Yesterday I spent the later afternoon in the Kanapaha Botanical Gardens. Bright sunlight, mostly clear skies, and a photography student session offered the underlying reasons for going.
Photography student: respecting privacy, no names here. Suffice to say that a request was made by a spouse on behalf of their partner, and I will do student sessions. I should, in fact, probably spend some time doing a bit more prep work for such things. Right now my rates are dirt-cheap. For $20 per hour I'll answer questions, provide tips, and even demonstrate a few things. At least one follow-up session is highly recommended, which will include critique of the photographs made during the actual photo-taking time.

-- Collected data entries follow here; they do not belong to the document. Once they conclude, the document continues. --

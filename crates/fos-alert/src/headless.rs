//! Headless host
//!
//! In-process `Host` and `Permission` implementations with no UI. Dialogs are
//! queued instead of drawn and the foreground event is fired by hand, which is
//! what tests and the demo binary need.

use std::cell::{Cell, RefCell};
use std::collections::VecDeque;
use std::fmt;
use std::rc::Rc;

use url::Url;

use crate::dialog::Dialog;
use crate::host::{ForegroundHandler, Host, ObserverId};
use crate::permission::{Callback, Permission, PermissionStatus, PermissionType};
use crate::AlertError;

/// Host without a window
#[derive(Default)]
pub struct HeadlessHost {
    dialogs: RefCell<VecDeque<Dialog>>,
    opened: RefCell<Vec<String>>,
    observers: RefCell<Vec<(ObserverId, ForegroundHandler)>>,
    next_id: Cell<u64>,
    open_fails: Cell<bool>,
}

impl HeadlessHost {
    pub fn new() -> Self {
        Self::default()
    }

    /// Make `open_url` fail, as on a device without a settings page
    pub fn set_settings_available(&self, available: bool) {
        self.open_fails.set(!available);
    }

    /// Oldest shown dialog still waiting for the user
    pub fn take_dialog(&self) -> Option<Dialog> {
        self.dialogs.borrow_mut().pop_front()
    }

    pub fn pending_dialogs(&self) -> usize {
        self.dialogs.borrow().len()
    }

    /// Titles of the queued dialogs, oldest first
    pub fn dialog_titles(&self) -> Vec<Option<String>> {
        self.dialogs.borrow().iter().map(|d| d.title.clone()).collect()
    }

    pub fn opened_urls(&self) -> Vec<String> {
        self.opened.borrow().clone()
    }

    pub fn observer_count(&self) -> usize {
        self.observers.borrow().len()
    }

    /// Fire the app-became-active event; returns how many handlers ran
    pub fn become_active(&self) -> usize {
        // Handlers may remove themselves, so run them off a snapshot
        let handlers: Vec<ForegroundHandler> = self
            .observers
            .borrow()
            .iter()
            .map(|(_, h)| h.clone())
            .collect();

        for handler in &handlers {
            handler();
        }
        handlers.len()
    }
}

impl Host for HeadlessHost {
    fn show_dialog(&self, dialog: Dialog) {
        tracing::debug!("Showing dialog {:?}", dialog.title);
        self.dialogs.borrow_mut().push_back(dialog);
    }

    fn open_url(&self, url: &Url) -> Result<(), AlertError> {
        if self.open_fails.get() {
            return Err(AlertError::SettingsUnavailable(format!("cannot open {url}")));
        }
        self.opened.borrow_mut().push(url.as_str().to_string());
        Ok(())
    }

    fn observe_foreground(&self, handler: ForegroundHandler) -> ObserverId {
        let id = ObserverId(self.next_id.get());
        self.next_id.set(id.0 + 1);
        self.observers.borrow_mut().push((id, handler));
        id
    }

    fn remove_observer(&self, id: ObserverId) {
        self.observers.borrow_mut().retain(|(oid, _)| *oid != id);
    }
}

impl fmt::Debug for HeadlessHost {
    fn fmt(&self, f: &mut fmt::Formatter<'_>) -> fmt::Result {
        f.debug_struct("HeadlessHost")
            .field("pending_dialogs", &self.pending_dialogs())
            .field("opened", &self.opened.borrow())
            .field("observers", &self.observer_count())
            .finish()
    }
}

/// Permission with a settable status that records its callback invocations.
///
/// `request_authorization` parks the callback until `resolve_prompt` is
/// called, like an OS prompt waiting for the user.
pub struct SimulatedPermission {
    permission_type: PermissionType,
    status: Cell<PermissionStatus>,
    received: Rc<RefCell<Vec<PermissionStatus>>>,
    callback: Callback,
    pending_prompt: RefCell<Option<Callback>>,
    requests: Cell<u32>,
    own_callback_requested: Cell<bool>,
}

impl SimulatedPermission {
    pub fn new(permission_type: PermissionType, status: PermissionStatus) -> Self {
        let received = Rc::new(RefCell::new(Vec::new()));
        let sink = received.clone();
        let callback: Callback =
            Rc::new(move |status: PermissionStatus| sink.borrow_mut().push(status));

        Self {
            permission_type,
            status: Cell::new(status),
            received,
            callback,
            pending_prompt: RefCell::new(None),
            requests: Cell::new(0),
            own_callback_requested: Cell::new(false),
        }
    }

    pub fn set_status(&self, status: PermissionStatus) {
        self.status.set(status);
    }

    /// Statuses delivered to the callback, in order
    pub fn callback_statuses(&self) -> Vec<PermissionStatus> {
        self.received.borrow().clone()
    }

    pub fn authorization_requests(&self) -> u32 {
        self.requests.get()
    }

    /// Whether the last request carried this permission's own callback
    pub fn requested_with_own_callback(&self) -> bool {
        self.own_callback_requested.get()
    }

    pub fn has_pending_prompt(&self) -> bool {
        self.pending_prompt.borrow().is_some()
    }

    /// Answer the OS prompt; returns false if none was pending
    pub fn resolve_prompt(&self, status: PermissionStatus) -> bool {
        let Some(callback) = self.pending_prompt.borrow_mut().take() else {
            return false;
        };
        self.status.set(status);
        callback(status);
        true
    }
}

impl Permission for SimulatedPermission {
    fn status(&self) -> PermissionStatus {
        self.status.get()
    }

    fn permission_type(&self) -> PermissionType {
        self.permission_type.clone()
    }

    fn callback(&self) -> Callback {
        self.callback.clone()
    }

    fn request_authorization(&self, callback: Callback) {
        self.requests.set(self.requests.get() + 1);
        self.own_callback_requested.set(Rc::ptr_eq(&callback, &self.callback));
        tracing::debug!("Authorization requested for {}", self.permission_type);
        *self.pending_prompt.borrow_mut() = Some(callback);
    }
}

impl fmt::Debug for SimulatedPermission {
    fn fmt(&self, f: &mut fmt::Formatter<'_>) -> fmt::Result {
        f.debug_struct("SimulatedPermission")
            .field("type", &self.permission_type)
            .field("status", &self.status.get())
            .field("received", &self.received.borrow())
            .finish_non_exhaustive()
    }
}

#[cfg(test)]
mod tests {
    use super::*;

    #[test]
    fn test_observers_fire_until_removed() {
        let host = HeadlessHost::new();
        let hits = Rc::new(Cell::new(0));
        let counter = hits.clone();
        let id = host.observe_foreground(Rc::new(move || counter.set(counter.get() + 1)));

        assert_eq!(host.become_active(), 1);
        host.remove_observer(id);
        assert_eq!(host.become_active(), 0);
        assert_eq!(hits.get(), 1);
    }

    #[test]
    fn test_prompt_resolution() {
        let permission =
            SimulatedPermission::new(PermissionType::Camera, PermissionStatus::NotDetermined);
        assert!(!permission.resolve_prompt(PermissionStatus::Authorized));

        permission.request_authorization(permission.callback());
        assert!(permission.has_pending_prompt());
        assert!(permission.requested_with_own_callback());

        assert!(permission.resolve_prompt(PermissionStatus::Authorized));
        assert_eq!(permission.status(), PermissionStatus::Authorized);
        assert_eq!(permission.callback_statuses(), vec![PermissionStatus::Authorized]);
    }
}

I'm not quite so hard-line as my original teacher. My father insisted I learn composition first without any addressing variable shutter speeds or F-stops, and enforced this by providing me a Kodak Instamatic. In fact, it was one of the first release models, before flash-cubes, one shutter speed, one F-stop, one focal length. Can't get more basic as a point-and-shoot than that. I don't insist on that simple of a camera for the approach, but do base my approach on the basic premise.
I'm not critiquing art. Oh, I'll comment if I think a particular photograph catches my eye. But everyone's "eye" is going to see something different, that's one of the reasons there's so much room in Art for so many different artists. What I figure I'm being paid for, though, is to comment on a student's success regarding composition (based on the Rule of Thirds) and exposure.
C told me that the goal is to gain a better understanding of the basics, and to understand better what the camera is doing when the automatic modes are being used. I recommended to C that for learning purposes:
- to understand what the camera is doing on automatic, learn what it does on manual.
- keep variables to a minimum, select one shutter speed and adjust F-stop or vice versa, but only one variable.
- start using the Rule of Thirds for composition. There are slight variations on this. The one I use divides my frame into thirds both horizontally and vertically, so I'm surpimposing a tic-tac-toe grid on the composition, then lining the composition up on that grid.
C decided to keep shutter speed constant.
So we wandered as a group through the Botanical Garden, stopping occasionally to make photographs. I shall wait to see what C photographed. What I photographed I can talk a bit about. Recall I mentioned bright sunlight and mostly clear skys. Perfect lighting for pinhole photography.
Following the initial play in N'Orleans with the pinhole adapter, I am quite ready to continue experimenting with that toy. For my 35 mm, it is a 50 mm lens equivalent so neither telephoto nor wide-angle. It took me very little time to learn in N'Orleans that composing a shot through the viewfinder with the pinhole on is a waste of time. So in the Gardens, I'd pick a subject (pond), set the tripod for my point of view, compose the shot using my 50 mm lens, then switch over to the pinhole. Made notes on each exposure (not something I usually do while working with the FE2 though I frequently make notes when working with the Mamiya C330).
Working with the pinhole adapter, my aperture (F-stop) is fixed, so the only variable is shutter speed. The guidelines from the manufacturer state "Bright Sunlight, 400 ISO film, 1/2 second" for exposures, but these are only guidelines. So each exposure is bracketed, four shutter speeds. Later, I'll compare exposures to decide which shutter speed worked best for given light. The reference shot done with the 50 mm lens will give me a baseline for exposure evaluation.
Alas, my lab closes at 18:00 on Saturday, and it was 17:55 when I left the Gardens. Nowhere near enough time to get to the lab and put the film in for processing, so I'll need to do that on Monday.
Oh, and I received an hour and a half's pay for the tutoring. Should cover film and processing quite nicely.